Excerpted data START

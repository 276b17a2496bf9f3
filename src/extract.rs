use std::sync::Arc;

use async_trait::async_trait;
use axum::{
    extract::{FromRequest, FromRequestParts, Request},
    http::request::Parts,
    Json,
};
use serde::de::DeserializeOwned;
use validator::Validate;

use crate::error::{Error, Result};
use crate::middleware::auth::Claims;
use crate::repositories::UnitOfWork;
use crate::services::{
    category_service::CategoryService, export_service::ExportService,
    product_service::ProductService, search_service::SearchService, user_service::UserService,
};
use crate::AppState;

/// JSON body that has passed its `validator` rules. Malformed bodies and
/// rule violations both become a 400 validation envelope.
#[derive(Debug, Clone)]
pub struct ValidatedJson<T>(pub T);

#[async_trait]
impl<T, S> FromRequest<S> for ValidatedJson<T>
where
    T: DeserializeOwned + Validate,
    S: Send + Sync,
{
    type Rejection = Error;

    async fn from_request(req: Request, state: &S) -> Result<Self> {
        let Json(data) = Json::<T>::from_request(req, state)
            .await
            .map_err(|rejection| Error::validation(rejection.body_text()))?;
        data.validate()?;
        Ok(ValidatedJson(data))
    }
}

/// Per-request unit of work. Writes made through it are attributed to the
/// authenticated user when the route carries bearer auth.
pub struct RequestScope {
    pub uow: Arc<UnitOfWork>,
    pub claims: Option<Claims>,
}

impl RequestScope {
    pub fn new(state: &AppState, claims: Option<Claims>) -> Self {
        let uow = UnitOfWork::with_clock(&state.database, state.clock.clone())
            .with_actor(claims.as_ref().map(|c| c.sub.clone()));
        Self {
            uow: Arc::new(uow),
            claims,
        }
    }

    pub fn claims(&self) -> Result<&Claims> {
        self.claims
            .as_ref()
            .ok_or_else(|| Error::Unauthorized("missing_authorization".to_string()))
    }

    pub fn products(&self) -> ProductService {
        ProductService::new(self.uow.clone())
    }

    pub fn categories(&self) -> CategoryService {
        CategoryService::new(self.uow.clone())
    }

    pub fn users(&self) -> UserService {
        UserService::new(self.uow.clone())
    }

    pub fn search(&self) -> SearchService {
        SearchService::new(self.uow.clone())
    }

    pub fn export(&self) -> ExportService {
        ExportService::new(self.uow.clone())
    }
}

#[async_trait]
impl FromRequestParts<AppState> for RequestScope {
    type Rejection = Error;

    async fn from_request_parts(parts: &mut Parts, state: &AppState) -> Result<Self> {
        let claims = parts.extensions.get::<Claims>().cloned();
        Ok(RequestScope::new(state, claims))
    }
}
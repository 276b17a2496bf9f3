use std::any::Any;

use axum::{
    http::StatusCode,
    response::{IntoResponse, Json, Response},
};

use crate::error::ErrorEnvelope;

/// Renders a handler panic as the standard 500 error envelope. Used with
/// `CatchPanicLayer::custom`.
pub fn panic_response(panic: Box<dyn Any + Send + 'static>) -> Response {
    let detail = if let Some(message) = panic.downcast_ref::<String>() {
        message.clone()
    } else if let Some(message) = panic.downcast_ref::<&str>() {
        message.to_string()
    } else {
        "unknown panic payload".to_string()
    };
    tracing::error!(panic = %detail, "Handler panicked");

    (
        StatusCode::INTERNAL_SERVER_ERROR,
        Json(ErrorEnvelope::internal(Some(detail))),
    )
        .into_response()
}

Excerpted data END

Work request – All of the data above should be output exactly.

Written reply –
repository 276b17a2496bf9f3
filename src/extract.rs
use std::sync::Arc;

use async_trait::async_trait;
use axum::{
    extract::{FromRequest, FromRequestParts, Request},
    http::request::Parts,
    Json,
};
use serde::de::DeserializeOwned;
use validator::Validate;

use crate::error::{Error, Result};
use crate::middleware::auth::Claims;
use crate::repositories::UnitOfWork;
use crate::services::{
    category_service::CategoryService, export_service::ExportService,
    product_service::ProductService, search_service::SearchService, user_service::UserService,
};
use crate::AppState;

/// JSON body that has passed its `validator` rules. Malformed bodies and
/// rule violations both become a 400 validation envelope.
#[derive(Debug, Clone)]
pub struct ValidatedJson<T>(pub T);

#[async_trait]
impl<T, S> FromRequest<S> for ValidatedJson<T>
where
    T: DeserializeOwned + Validate,
    S: Send + Sync,
{
    type Rejection = Error;

    async fn from_request(req: Request, state: &S) -> Result<Self> {
        let Json(data) = Json::<T>::from_request(req, state)
            .await
            .map_err(|rejection| Error::validation(rejection.body_text()))?;
        data.validate()?;
        Ok(ValidatedJson(data))
    }
}

/// Per-request unit of work. Writes made through it are attributed to the
/// authenticated user when the route carries bearer auth.
pub struct RequestScope {
    pub uow: Arc<UnitOfWork>,
    pub claims: Option<Claims>,
}

impl RequestScope {
    pub fn new(state: &AppState, claims: Option<Claims>) -> Self {
        let uow = UnitOfWork::with_clock(&state.database, state.clock.clone())
            .with_actor(claims.as_ref().map(|c| c.sub.clone()));
        Self {
            uow: Arc::new(uow),
            claims,
        }
    }

    pub fn claims(&self) -> Result<&Claims> {
        self.claims
            .as_ref()
            .ok_or_else(|| Error::Unauthorized("missing_authorization".to_string()))
    }

    pub fn products(&self) -> ProductService {
        ProductService::new(self.uow.clone())
    }

    pub fn categories(&self) -> CategoryService {
        CategoryService::new(self.uow.clone())
    }

    pub fn users(&self) -> UserService {
        UserService::new(self.uow.clone())
    }

    pub fn search(&self) -> SearchService {
        SearchService::new(self.uow.clone())
    }

    pub fn export(&self) -> ExportService {
        ExportService::new(self.uow.clone())
    }
}

#[async_trait]
impl FromRequestParts<AppState> for RequestScope {
    type Rejection = Error;

    async fn from_request_parts(parts: &mut Parts, state: &AppState) -> Result<Self> {
        let claims = parts.extensions.get::<Claims>().cloned();
        Ok(RequestScope::new(state, claims))
    }
}
repository 276b17a2496bf9f3
use std::any::Any;

use axum::{
    http::StatusCode,
    response::{IntoResponse, Json, Response},
};

use crate::error::ErrorEnvelope;

/// Renders a handler panic as the standard 500 error envelope. Used with
/// `CatchPanicLayer::custom`.
pub fn panic_response(panic: Box<dyn Any + Send + 'static>) -> Response {
    let detail = if let Some(message) = panic.downcast_ref::<String>() {
        message.clone()
    } else if let Some(message) = panic.downcast_ref::<&str>() {
        message.to_string()
    } else {
        "unknown panic payload".to_string()
    };
    tracing::error!(panic = %detail, "Handler panicked");

    (
        StatusCode::INTERNAL_SERVER_ERROR,
        Json(ErrorEnvelope::internal(Some(detail))),
    )
        .into_response()
}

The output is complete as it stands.